As Tropical Storm Harvey takes aim at southwestern Louisiana, where it is expected to make landfall again Wednesday morning, New Orleans residents are bracing for flooding. (Aug. 29)
HOUSTON — Tropical Storm Harvey made a second landfall just west of Cameron, La., early Wednesday, although any flooding was expected to be nowhere near levels that have devastated this battered city, forecasters said.
The National Hurricane Center said the storm came back on land about 5 miles west of Cameron — and almost 200 miles east of Houston — with maximum sustained winds of 45 mph. Harvey is forecast to drop substantial amounts of rain on Louisiana before moving on to Arkansas, Tennessee and parts of Missouri.
Some areas could see up to 10 inches of rain. And forecasters warned of possible tornadoes across a wide swath of the Southeast as Harvey rolled inland.

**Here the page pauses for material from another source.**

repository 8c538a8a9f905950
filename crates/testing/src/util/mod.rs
// SPDX-License-Identifier: AGPL-3.0-or-later
// Copyright (c) 2025 ReifyDB

pub mod wait;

The storm was moving away from Texas, but the chaos left behind was far from over. AccuWeather estimated Harvey’s cost at $160 billion, making it the costliest natural disaster in U.S. history.
“Parts of Houston, the United States’ fourth largest city, will be uninhabitable for weeks and possibly months due to … this 1,000-year flood,” AccuWeather president Joel Myers said.

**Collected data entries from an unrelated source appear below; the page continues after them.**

// SPDX-License-Identifier: AGPL-3.0-or-later
// Copyright (c) 2025 ReifyDB

//! FIFO queues of suspended waiters.
//!
//! Each waiter is identified by a ticket that stays valid until the waiter is
//! removed, so a future re-polled with a new waker can refresh its entry and
//! a dropped future can take itself out of the queue.

use std::{
	collections::VecDeque,
	sync::atomic::{AtomicU64, Ordering},
	task::Waker,
};

static TICKET_COUNTER: AtomicU64 = AtomicU64::new(1);

pub(crate) fn next_ticket() -> u64 {
	TICKET_COUNTER.fetch_add(1, Ordering::Relaxed)
}

pub(crate) struct Waiter<T> {
	pub(crate) ticket: u64,
	pub(crate) waker: Waker,
	pub(crate) payload: T,
}

pub(crate) struct WaitQueue<T = ()> {
	entries: VecDeque<Waiter<T>>,
}

impl<T> WaitQueue<T> {
	pub(crate) fn new() -> Self {
		Self {
			entries: VecDeque::new(),
		}
	}

	pub(crate) fn push_back(&mut self, waker: Waker, payload: T) -> u64 {
		let ticket = next_ticket();
		self.entries.push_back(Waiter {
			ticket,
			waker,
			payload,
		});
		ticket
	}

	/// Queue a waiter under a ticket taken earlier.
	pub(crate) fn push_back_with(&mut self, ticket: u64, waker: Waker, payload: T) {
		self.entries.push_back(Waiter {
			ticket,
			waker,
			payload,
		});
	}

	/// Put a waiter back at the head, keeping its ticket.
	pub(crate) fn push_front(&mut self, ticket: u64, waker: Waker, payload: T) {
		self.entries.push_front(Waiter {
			ticket,
			waker,
			payload,
		});
	}

	/// Refresh the waker of a queued waiter. Returns `false` if not queued.
	pub(crate) fn update(&mut self, ticket: u64, waker: &Waker) -> bool {
		match self.entries.iter_mut().find(|waiter| waiter.ticket == ticket) {
			Some(waiter) => {
				if !waiter.waker.will_wake(waker) {
					waiter.waker = waker.clone();
				}
				true
			}
			None => false,
		}
	}

	pub(crate) fn remove(&mut self, ticket: u64) -> Option<Waiter<T>> {
		let position = self.entries.iter().position(|waiter| waiter.ticket == ticket)?;
		self.entries.remove(position)
	}

	pub(crate) fn pop_front(&mut self) -> Option<Waiter<T>> {
		self.entries.pop_front()
	}

	pub(crate) fn front(&self) -> Option<&Waiter<T>> {
		self.entries.front()
	}

	pub(crate) fn contains(&self, ticket: u64) -> bool {
		self.entries.iter().any(|waiter| waiter.ticket == ticket)
	}

	pub(crate) fn len(&self) -> usize {
		self.entries.len()
	}

	pub(crate) fn is_empty(&self) -> bool {
		self.entries.is_empty()
	}
}

/// Wake every waker after the state lock has been released.
pub(crate) fn wake_all(wakers: Vec<Waker>) {
	for waker in wakers {
		waker.wake();
	}
}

FEMA Administrator Brock Long said 30,000 people were in more than 200 shelters, big and small, across the region. About 1,800 evacuees have been moved to hotels and other longer-term housing options, he said.
In Houston, authorities opened two more megashelters — the arena that houses the NBA Rockets and the stadium home of the NFL Texans — after the convention center quickly became packed with almost 9,000 evacuees.

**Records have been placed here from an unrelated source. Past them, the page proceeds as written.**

// SPDX-License-Identifier: AGPL-3.0-or-later
// Copyright (c) 2025 ReifyDB

//! Error taxonomy of the runtime.
//!
//! Primitive-level failures (a lost notifier, a timeout) are returned to the
//! suspended operation that observed them and never terminate unrelated actors.

use std::{any::Any, fmt::Display, io, time::Duration};

pub type Result<T> = std::result::Result<T, Error>;

#[derive(Debug, Clone, PartialEq, Eq, thiserror::Error)]
pub enum Error {
	/// The actor on the other side of a notifier, trigger or pump is gone.
	#[error("notifier lost: the target actor has quit or every producer was dropped")]
	LostNotifier,

	#[error("stack exhausted: fiber needs {required} bytes but the stack provides {available}")]
	StackExhaustion {
		required: usize,
		available: usize,
	},

	#[error("operation timed out after {0:?}")]
	Timeout(Duration),

	/// Invalid call sequence, e.g. waiting twice on the same child.
	#[error("usage error: {0}")]
	Usage(String),

	/// A resource such as a listening port is already taken.
	#[error("resource conflict: {0}")]
	ResourceConflict(String),

	#[error("engine is already running")]
	EngineRunning,

	#[error("engine is not running")]
	EngineStopped,

	#[error("io error: {0}")]
	Io(String),

	/// Error raised by user code inside an actor body.
	#[error("actor body failed: {0}")]
	Body(String),
}

impl Error {
	/// Wrap an arbitrary error raised by an actor body.
	pub fn body(err: impl Display) -> Self {
		Error::Body(err.to_string())
	}

	pub fn is_lost(&self) -> bool {
		matches!(self, Error::LostNotifier)
	}

	pub fn is_timeout(&self) -> bool {
		matches!(self, Error::Timeout(_))
	}

	pub fn is_usage(&self) -> bool {
		matches!(self, Error::Usage(_))
	}
}

impl From<io::Error> for Error {
	fn from(err: io::Error) -> Self {
		match err.kind() {
			io::ErrorKind::AddrInUse => Error::ResourceConflict(err.to_string()),
			_ => Error::Io(err.to_string()),
		}
	}
}

/// Best-effort text of a panic payload.
pub(crate) fn panic_message(payload: &(dyn Any + Send)) -> String {
	if let Some(message) = payload.downcast_ref::<&str>() {
		message.to_string()
	} else if let Some(message) = payload.downcast_ref::<String>() {
		message.clone()
	} else {
		"non-string panic payload".to_string()
	}
}

/// Build an [`Error::Usage`] from a format string.
#[macro_export]
macro_rules! usage_error {
	($($arg:tt)*) => {
		$crate::error::Error::Usage(format!($($arg)*))
	};
}

/// Return early with an [`Error::Usage`].
#[macro_export]
macro_rules! return_usage_error {
	($($arg:tt)*) => {
		return Err($crate::usage_error!($($arg)*))
	};
}

#[cfg(test)]
mod tests {
	use super::*;

	#[test]
	fn test_addr_in_use_maps_to_resource_conflict() {
		let err: Error = io::Error::new(io::ErrorKind::AddrInUse, "port 1234 taken").into();
		assert!(matches!(err, Error::ResourceConflict(_)));
	}

	#[test]
	fn test_other_io_errors_map_to_io() {
		let err: Error = io::Error::new(io::ErrorKind::BrokenPipe, "pipe").into();
		assert_eq!(err, Error::Io("pipe".to_string()));
	}

	#[test]
	fn test_usage_error_macro() {
		let err = usage_error!("child {} waited twice", 7);
		assert!(err.is_usage());
		assert_eq!(err.to_string(), "usage error: child 7 waited twice");
	}

	#[test]
	fn test_panic_message() {
		let payload = std::panic::catch_unwind(|| panic!("boom {}", 1)).unwrap_err();
		assert_eq!(panic_message(payload.as_ref()), "boom 1");
	}

	#[test]
	fn test_stack_exhaustion_display() {
		let err = Error::StackExhaustion {
			required: 4096,
			available: 1024,
		};
		assert_eq!(err.to_string(), "stack exhausted: fiber needs 4096 bytes but the stack provides 1024");
	}
}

And Joel Osteen, pastor of the Lakewood megachurch, and his wife opened the doors of his 16,000-seat arena to evacuees. Osteen was engulfed in a social media controversy after the storm first hit, accused of denying shelter to evacuees.
“Victoria and I care deeply about our fellow Houstonians,” Osteen tweeted. “Lakewood’s doors are open and we are receiving anyone who needs shelter.”